Хрезкач поддакнул врагу. Да при этом, сука, так, что это слышали все:
— Кланом должен править самый сильный и умный!
— Ачо, может он и прав, а? Сразись, вожак, отделай его! — произнёс здоровенный штормкрыс с зазубренной алебардой в два с половиной метра, лоснящейся чёрной шерстью и размазанными по половине морды соплями. Чут, предатель! Ты-то когда успел переметнуться. Окинул взглядом остальных — а они и не против, если у них вожак поменяется.
Ничего, зарежу Мятого, а его кодлу можно сожрать! Население гнезда вырастет, и через несколько лет у Куола будет войско, с которым он устроит всем весёлую жизнь!. И сможет пополнить войско после последних неудачных налётов на караваны, когда человеко-тварь просто выжег два десятка крыс одним щелчком пальцев!
Куол вышел вперёд и обнажил клинки, когда Мятый, назвавшийся Голодным Брюхом, скинул с морды тряпку. Ну и урод! Хоть и светлошкурый.
А Хрезкач позади почтительно завопил!
— К нам пришёл серый владыка!
Ну, тварь, тебе не жить после боя! Хрезкач проникся почтением к светлой шкуре? Думает что это посланец Серых Владык? Демонов предатель! Меня окружают предатели! Да о Владыках говорится лишь в сказках, которые он же сам и рассказывает!
Куол упрямо мотнул башкой и удобнее перехватил клинки. Со всеми разберётся после боя!

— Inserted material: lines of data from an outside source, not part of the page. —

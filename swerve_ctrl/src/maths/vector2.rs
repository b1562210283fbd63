//! 2D vector type

// ---------------------------------------------------------------------------
// IMPORTS
// ---------------------------------------------------------------------------

// External
use serde::{Deserialize, Serialize};
use std::ops::{Add, Mul, Neg, Sub};

// Internal
use super::Rotation2;
use util::maths::{clamp, epsilon_equals, epsilon_equals_eps};

// ---------------------------------------------------------------------------
// DATA STRUCTURES
// ---------------------------------------------------------------------------

/// A vector with 2 elements.
///
/// The length and angle of the vector are always derived from the `x` and `y`
/// components, they cannot be set independently.
#[derive(Debug, Copy, Clone, Default, Serialize, Deserialize)]
pub struct Vector2 {
    pub x: f64,
    pub y: f64,
}

// ---------------------------------------------------------------------------
// IMPLEMENTATIONS
// ---------------------------------------------------------------------------

impl Vector2 {
    /// The vector at (0, 0).
    pub const ZERO: Vector2 = Vector2 { x: 0.0, y: 0.0 };

    pub fn new(x: f64, y: f64) -> Self {
        Self { x, y }
    }

    /// Create a new unit vector pointing in the direction of the given
    /// rotation.
    pub fn from_angle(rotation: Rotation2) -> Self {
        Self::new(rotation.cos, rotation.sin)
    }

    /// The length (euclidean norm) of the vector.
    pub fn length(&self) -> f64 {
        self.x.hypot(self.y)
    }

    /// The angle the vector makes with the positive x axis.
    pub fn angle(&self) -> Rotation2 {
        Rotation2::from_direction(self.x, self.y)
    }

    /// Calculate the angle between two vectors.
    ///
    /// If either vector is zero length the angle is reported as zero.
    pub fn angle_between(a: &Vector2, b: &Vector2) -> Rotation2 {
        let cos = a.dot(b) / (a.length() * b.length());
        if cos.is_nan() {
            return Rotation2::ZERO;
        }

        Rotation2::from_radians(clamp(&cos, &-1.0, &1.0).acos())
    }

    /// Multiply each component of the vector by a scalar value.
    pub fn scale(&self, scalar: f64) -> Self {
        Self::new(self.x * scalar, self.y * scalar)
    }

    /// Multiply the components of two vectors together element-wise.
    pub fn multiply(&self, other: &Vector2) -> Self {
        Self::new(self.x * other.x, self.y * other.y)
    }

    /// The vector pointing in the opposite direction to this one.
    pub fn inverse(&self) -> Self {
        Self::new(-self.x, -self.y)
    }

    /// The unit vector in the direction of this one.
    pub fn normalize(&self) -> Self {
        let length = self.length();
        Self::new(self.x / length, self.y / length)
    }

    pub fn dot(&self, other: &Vector2) -> f64 {
        self.x * other.x + self.y * other.y
    }

    /// The z component of the 3D cross product of the two vectors.
    pub fn cross(&self, other: &Vector2) -> f64 {
        self.x * other.y - self.y * other.x
    }

    /// Rotate this vector by the specified rotation.
    pub fn rotate_by(&self, rotation: Rotation2) -> Self {
        Self::new(
            self.x * rotation.cos - self.y * rotation.sin,
            self.x * rotation.sin + self.y * rotation.cos,
        )
    }

    /// Linearly interpolate between this vector and another.
    pub fn interpolate(&self, other: Vector2, t: f64) -> Self {
        if t <= 0.0 {
            *self
        } else if t >= 1.0 {
            other
        } else {
            *self + (other - *self).scale(t)
        }
    }

    /// Check equality against another vector with an explicit tolerance on
    /// each component.
    pub fn equals_eps(&self, other: &Vector2, epsilon: f64) -> bool {
        epsilon_equals_eps(self.x, other.x, epsilon) && epsilon_equals_eps(self.y, other.y, epsilon)
    }
}

impl PartialEq for Vector2 {
    /// Equality between vectors is epsilon based to absorb floating point
    /// noise from intermediate calculations.
    fn eq(&self, other: &Self) -> bool {
        epsilon_equals(self.x, other.x) && epsilon_equals(self.y, other.y)
    }
}

impl Add for Vector2 {
    type Output = Vector2;

    fn add(self, rhs: Vector2) -> Vector2 {
        Vector2::new(self.x + rhs.x, self.y + rhs.y)
    }
}

impl Sub for Vector2 {
    type Output = Vector2;

    fn sub(self, rhs: Vector2) -> Vector2 {
        Vector2::new(self.x - rhs.x, self.y - rhs.y)
    }
}

impl Neg for Vector2 {
    type Output = Vector2;

    fn neg(self) -> Vector2 {
        self.inverse()
    }
}

impl Mul<f64> for Vector2 {
    type Output = Vector2;

    fn mul(self, rhs: f64) -> Vector2 {
        self.scale(rhs)
    }
}

impl std::fmt::Display for Vector2 {
    fn fmt(&self, f: &mut std::fmt::Formatter) -> std::fmt::Result {
        write!(f, "({:.3}, {:.3})", self.x, self.y)
    }
}

// ---------------------------------------------------------------------------
// TESTS
// ---------------------------------------------------------------------------

#[cfg(test)]
mod test {
    use super::*;
    use approx::assert_abs_diff_eq;
    use std::f64::consts::{FRAC_PI_2, FRAC_PI_4};

    #[test]
    fn test_length_angle() {
        let v = Vector2::new(3.0, 4.0);
        assert_abs_diff_eq!(v.length(), 5.0);

        let v = Vector2::new(1.0, 1.0);
        assert_abs_diff_eq!(v.angle().to_radians(), FRAC_PI_4, epsilon = 1e-12);
    }

    #[test]
    fn test_algebra() {
        let a = Vector2::new(1.0, 2.0);
        let b = Vector2::new(3.0, -1.0);

        assert_eq!(a + b, Vector2::new(4.0, 1.0));
        assert_eq!(a - b, Vector2::new(-2.0, 3.0));
        assert_eq!(-a, Vector2::new(-1.0, -2.0));
        assert_eq!(a.scale(2.0), Vector2::new(2.0, 4.0));
        assert_abs_diff_eq!(a.dot(&b), 1.0);
        assert_abs_diff_eq!(a.cross(&b), -7.0);
    }

    #[test]
    fn test_rotate_by() {
        let v = Vector2::new(1.0, 0.0);
        let rotated = v.rotate_by(Rotation2::from_radians(FRAC_PI_2));

        assert_abs_diff_eq!(rotated.x, 0.0, epsilon = 1e-12);
        assert_abs_diff_eq!(rotated.y, 1.0, epsilon = 1e-12);
    }

    #[test]
    fn test_angle_between() {
        let a = Vector2::new(1.0, 0.0);
        let b = Vector2::new(0.0, 2.0);
        assert_abs_diff_eq!(Vector2::angle_between(&a, &b).to_radians(), FRAC_PI_2);

        // Degenerate zero length vector reports zero angle
        assert_eq!(Vector2::angle_between(&a, &Vector2::ZERO), Rotation2::ZERO);
    }

    #[test]
    fn test_interpolate() {
        let a = Vector2::ZERO;
        let b = Vector2::new(2.0, 4.0);

        assert_eq!(a.interpolate(b, 0.5), Vector2::new(1.0, 2.0));
        assert_eq!(a.interpolate(b, -1.0), a);
        assert_eq!(a.interpolate(b, 2.0), b);
    }
}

Удар! Удар! Кувырок! Заход за спину! Клинок пробивает кирасу, пуская кровь врагу, но тот только весело скалится, а рука, будто огнём стянутая, отделилась от тела.
Плевок! Он пережёг руку. Куол нашёл силы, чтобы удар вторым клинком пронзил кирасу вновь и застрял в ней. А потом Голодное Брюхо выдохнул ядовитое облачко и горло Куола начало раздирать жутким кашлем
— Вперёд! — хотел сказать он! — Убить — сожрать их!
Но из горла лишь вылетала кровавые лохмотья.
А за спиной тупые штурмкрысы начали уже драться за место вожака, чтобы бросить новый вызов Голодному Брюху, как того требовали законы клана.
Дебилы!
Я жив.
Я ещё жив… — затухающим сознанием думал Куол, пока необычного вида секира не разрубила ему череп.